## ABOUT THIS EXERCISE
Pull each line containing "Deserialize" out of the data and copy it.
+++ GIVEN DATA
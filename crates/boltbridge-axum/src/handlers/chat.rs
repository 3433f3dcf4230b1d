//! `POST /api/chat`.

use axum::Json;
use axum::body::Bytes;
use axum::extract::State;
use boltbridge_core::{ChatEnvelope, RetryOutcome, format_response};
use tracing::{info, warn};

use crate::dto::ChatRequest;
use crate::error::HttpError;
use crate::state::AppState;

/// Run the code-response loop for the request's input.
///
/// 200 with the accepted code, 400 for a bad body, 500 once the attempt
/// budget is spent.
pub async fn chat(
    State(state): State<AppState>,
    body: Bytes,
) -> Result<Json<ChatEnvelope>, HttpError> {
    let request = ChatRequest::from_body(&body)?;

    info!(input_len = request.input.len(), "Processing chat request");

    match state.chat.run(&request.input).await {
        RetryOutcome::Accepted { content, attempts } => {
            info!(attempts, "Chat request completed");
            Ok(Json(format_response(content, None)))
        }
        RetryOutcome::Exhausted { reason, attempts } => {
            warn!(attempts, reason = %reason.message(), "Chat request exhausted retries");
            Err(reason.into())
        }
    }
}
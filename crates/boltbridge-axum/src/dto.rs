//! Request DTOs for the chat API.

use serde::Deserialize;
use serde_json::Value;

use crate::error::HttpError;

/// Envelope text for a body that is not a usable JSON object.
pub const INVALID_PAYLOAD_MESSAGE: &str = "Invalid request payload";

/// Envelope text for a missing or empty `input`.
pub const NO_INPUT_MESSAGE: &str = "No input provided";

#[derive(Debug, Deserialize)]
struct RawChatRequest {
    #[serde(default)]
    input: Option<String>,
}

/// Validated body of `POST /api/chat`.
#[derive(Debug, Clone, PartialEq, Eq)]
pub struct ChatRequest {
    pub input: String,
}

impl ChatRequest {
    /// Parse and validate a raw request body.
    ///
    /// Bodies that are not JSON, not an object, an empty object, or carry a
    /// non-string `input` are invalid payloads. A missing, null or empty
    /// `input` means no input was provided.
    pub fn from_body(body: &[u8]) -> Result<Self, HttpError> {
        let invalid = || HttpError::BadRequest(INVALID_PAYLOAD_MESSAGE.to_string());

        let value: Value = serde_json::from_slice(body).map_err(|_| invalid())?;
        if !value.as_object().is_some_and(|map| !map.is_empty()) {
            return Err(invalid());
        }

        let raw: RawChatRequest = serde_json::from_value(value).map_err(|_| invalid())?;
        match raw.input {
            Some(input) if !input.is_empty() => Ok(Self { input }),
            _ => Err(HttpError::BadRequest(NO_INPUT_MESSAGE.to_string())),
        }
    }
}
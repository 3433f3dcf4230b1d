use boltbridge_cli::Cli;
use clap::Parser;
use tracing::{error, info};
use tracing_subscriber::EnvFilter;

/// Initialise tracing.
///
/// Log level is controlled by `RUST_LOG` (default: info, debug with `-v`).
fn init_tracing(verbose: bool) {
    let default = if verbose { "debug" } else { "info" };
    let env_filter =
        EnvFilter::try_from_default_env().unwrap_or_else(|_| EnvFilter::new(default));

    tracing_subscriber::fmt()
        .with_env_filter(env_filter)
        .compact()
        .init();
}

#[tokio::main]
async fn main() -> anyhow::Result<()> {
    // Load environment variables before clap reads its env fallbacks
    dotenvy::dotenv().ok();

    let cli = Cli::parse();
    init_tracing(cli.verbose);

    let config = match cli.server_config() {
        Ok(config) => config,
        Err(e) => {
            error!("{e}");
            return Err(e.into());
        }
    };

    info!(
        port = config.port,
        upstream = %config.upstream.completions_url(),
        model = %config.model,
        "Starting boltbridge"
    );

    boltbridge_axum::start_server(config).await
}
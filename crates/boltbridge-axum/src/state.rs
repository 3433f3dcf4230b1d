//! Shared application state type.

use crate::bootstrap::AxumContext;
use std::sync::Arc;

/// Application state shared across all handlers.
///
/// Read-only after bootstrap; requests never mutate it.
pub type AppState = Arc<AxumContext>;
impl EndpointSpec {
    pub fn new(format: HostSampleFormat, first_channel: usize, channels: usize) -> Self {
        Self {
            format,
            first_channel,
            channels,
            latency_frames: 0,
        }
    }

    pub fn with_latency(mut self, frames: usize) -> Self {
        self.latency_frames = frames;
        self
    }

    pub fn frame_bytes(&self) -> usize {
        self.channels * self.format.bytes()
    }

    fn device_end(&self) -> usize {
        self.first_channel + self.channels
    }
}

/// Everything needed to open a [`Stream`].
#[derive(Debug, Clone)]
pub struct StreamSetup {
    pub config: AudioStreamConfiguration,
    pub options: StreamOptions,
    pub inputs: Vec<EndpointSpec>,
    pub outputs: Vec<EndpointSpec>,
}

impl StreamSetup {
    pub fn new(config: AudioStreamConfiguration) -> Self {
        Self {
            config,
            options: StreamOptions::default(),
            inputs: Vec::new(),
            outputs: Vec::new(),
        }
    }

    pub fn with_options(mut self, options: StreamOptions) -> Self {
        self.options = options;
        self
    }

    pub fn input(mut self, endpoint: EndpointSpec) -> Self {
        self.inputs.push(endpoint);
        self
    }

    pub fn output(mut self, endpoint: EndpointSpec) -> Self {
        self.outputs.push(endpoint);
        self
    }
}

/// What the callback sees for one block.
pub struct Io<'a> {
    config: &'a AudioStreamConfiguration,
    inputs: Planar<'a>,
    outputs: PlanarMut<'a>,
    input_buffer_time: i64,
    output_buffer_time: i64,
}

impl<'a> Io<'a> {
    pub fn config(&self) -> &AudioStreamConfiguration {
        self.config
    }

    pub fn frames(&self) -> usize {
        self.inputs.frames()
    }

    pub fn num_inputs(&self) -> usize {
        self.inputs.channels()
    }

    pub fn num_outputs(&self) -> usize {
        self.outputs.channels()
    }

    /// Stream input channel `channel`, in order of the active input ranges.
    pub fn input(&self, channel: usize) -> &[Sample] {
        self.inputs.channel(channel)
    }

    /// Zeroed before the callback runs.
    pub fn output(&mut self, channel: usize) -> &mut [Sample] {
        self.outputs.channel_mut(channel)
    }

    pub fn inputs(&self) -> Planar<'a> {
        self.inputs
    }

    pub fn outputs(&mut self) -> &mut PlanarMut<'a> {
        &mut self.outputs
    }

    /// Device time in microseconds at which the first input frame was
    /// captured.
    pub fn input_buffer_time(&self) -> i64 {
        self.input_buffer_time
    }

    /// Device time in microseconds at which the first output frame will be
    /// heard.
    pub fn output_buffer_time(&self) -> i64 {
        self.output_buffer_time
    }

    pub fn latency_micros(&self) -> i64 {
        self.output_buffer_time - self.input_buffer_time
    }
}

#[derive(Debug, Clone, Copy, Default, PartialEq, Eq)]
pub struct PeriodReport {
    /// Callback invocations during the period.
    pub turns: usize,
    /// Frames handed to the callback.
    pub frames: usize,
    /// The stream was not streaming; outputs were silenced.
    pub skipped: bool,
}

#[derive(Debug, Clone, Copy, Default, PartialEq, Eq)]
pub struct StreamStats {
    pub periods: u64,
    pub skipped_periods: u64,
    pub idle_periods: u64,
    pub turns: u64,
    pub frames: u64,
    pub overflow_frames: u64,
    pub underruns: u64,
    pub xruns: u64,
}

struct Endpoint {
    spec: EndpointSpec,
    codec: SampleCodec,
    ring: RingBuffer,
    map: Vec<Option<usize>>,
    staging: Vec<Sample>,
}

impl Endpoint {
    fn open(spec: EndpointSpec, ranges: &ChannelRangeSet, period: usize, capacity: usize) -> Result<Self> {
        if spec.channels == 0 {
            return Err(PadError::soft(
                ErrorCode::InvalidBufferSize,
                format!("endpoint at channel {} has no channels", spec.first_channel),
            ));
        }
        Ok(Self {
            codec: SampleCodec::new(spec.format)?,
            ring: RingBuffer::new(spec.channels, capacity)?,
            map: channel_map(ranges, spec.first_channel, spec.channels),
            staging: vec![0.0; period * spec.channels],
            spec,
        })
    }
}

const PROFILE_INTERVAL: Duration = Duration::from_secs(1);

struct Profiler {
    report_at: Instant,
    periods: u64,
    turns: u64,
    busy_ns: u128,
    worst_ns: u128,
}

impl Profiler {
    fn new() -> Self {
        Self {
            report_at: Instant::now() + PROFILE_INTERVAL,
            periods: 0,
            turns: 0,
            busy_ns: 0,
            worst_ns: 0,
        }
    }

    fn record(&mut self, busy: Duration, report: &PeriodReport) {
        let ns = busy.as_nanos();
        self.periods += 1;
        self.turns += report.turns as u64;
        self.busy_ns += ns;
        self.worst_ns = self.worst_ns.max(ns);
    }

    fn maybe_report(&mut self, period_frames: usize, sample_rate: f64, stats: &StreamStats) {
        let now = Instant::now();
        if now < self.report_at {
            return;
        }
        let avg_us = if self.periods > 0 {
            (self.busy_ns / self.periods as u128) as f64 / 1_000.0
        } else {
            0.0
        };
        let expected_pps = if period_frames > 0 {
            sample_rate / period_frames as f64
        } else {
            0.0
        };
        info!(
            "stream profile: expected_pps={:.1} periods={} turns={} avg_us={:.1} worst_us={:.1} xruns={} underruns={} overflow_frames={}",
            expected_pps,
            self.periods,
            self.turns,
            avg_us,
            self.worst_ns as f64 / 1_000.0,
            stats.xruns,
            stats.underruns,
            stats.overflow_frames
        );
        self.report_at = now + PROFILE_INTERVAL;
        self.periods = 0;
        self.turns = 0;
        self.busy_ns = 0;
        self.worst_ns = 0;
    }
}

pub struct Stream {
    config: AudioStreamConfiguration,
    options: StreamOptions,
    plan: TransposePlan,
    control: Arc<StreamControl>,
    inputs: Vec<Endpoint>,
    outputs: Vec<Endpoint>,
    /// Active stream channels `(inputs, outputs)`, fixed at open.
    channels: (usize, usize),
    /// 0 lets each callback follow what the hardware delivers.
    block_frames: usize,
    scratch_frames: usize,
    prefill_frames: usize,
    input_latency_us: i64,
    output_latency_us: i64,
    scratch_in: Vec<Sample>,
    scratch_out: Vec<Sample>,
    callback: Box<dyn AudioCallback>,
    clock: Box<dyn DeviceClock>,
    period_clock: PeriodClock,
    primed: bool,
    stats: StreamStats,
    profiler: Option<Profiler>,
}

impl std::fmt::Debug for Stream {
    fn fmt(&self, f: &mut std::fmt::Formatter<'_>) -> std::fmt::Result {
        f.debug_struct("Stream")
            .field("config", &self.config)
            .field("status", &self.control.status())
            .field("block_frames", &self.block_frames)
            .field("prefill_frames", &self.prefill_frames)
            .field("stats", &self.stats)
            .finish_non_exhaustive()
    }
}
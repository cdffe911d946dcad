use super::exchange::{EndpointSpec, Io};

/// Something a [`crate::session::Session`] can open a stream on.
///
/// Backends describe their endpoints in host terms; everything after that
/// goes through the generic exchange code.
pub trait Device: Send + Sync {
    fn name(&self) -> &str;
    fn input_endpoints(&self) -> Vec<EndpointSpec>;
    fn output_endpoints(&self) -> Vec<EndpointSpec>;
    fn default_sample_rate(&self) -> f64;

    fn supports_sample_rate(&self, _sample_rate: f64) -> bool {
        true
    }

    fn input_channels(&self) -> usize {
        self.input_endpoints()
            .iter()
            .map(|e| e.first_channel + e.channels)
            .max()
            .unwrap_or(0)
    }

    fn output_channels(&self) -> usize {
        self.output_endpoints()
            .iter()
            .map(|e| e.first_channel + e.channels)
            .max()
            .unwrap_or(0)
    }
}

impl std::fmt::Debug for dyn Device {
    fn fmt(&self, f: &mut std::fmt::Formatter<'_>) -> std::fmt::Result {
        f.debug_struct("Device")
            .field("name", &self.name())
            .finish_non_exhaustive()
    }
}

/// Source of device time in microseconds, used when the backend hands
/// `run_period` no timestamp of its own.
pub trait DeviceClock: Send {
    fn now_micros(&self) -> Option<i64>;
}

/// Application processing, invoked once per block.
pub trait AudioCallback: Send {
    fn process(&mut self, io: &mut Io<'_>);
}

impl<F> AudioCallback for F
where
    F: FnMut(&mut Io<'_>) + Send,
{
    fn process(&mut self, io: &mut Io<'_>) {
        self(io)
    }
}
++++++
## SOLUTION TO THIS EXERCISE
use serde::Deserialize;
#[derive(Debug, Deserialize)]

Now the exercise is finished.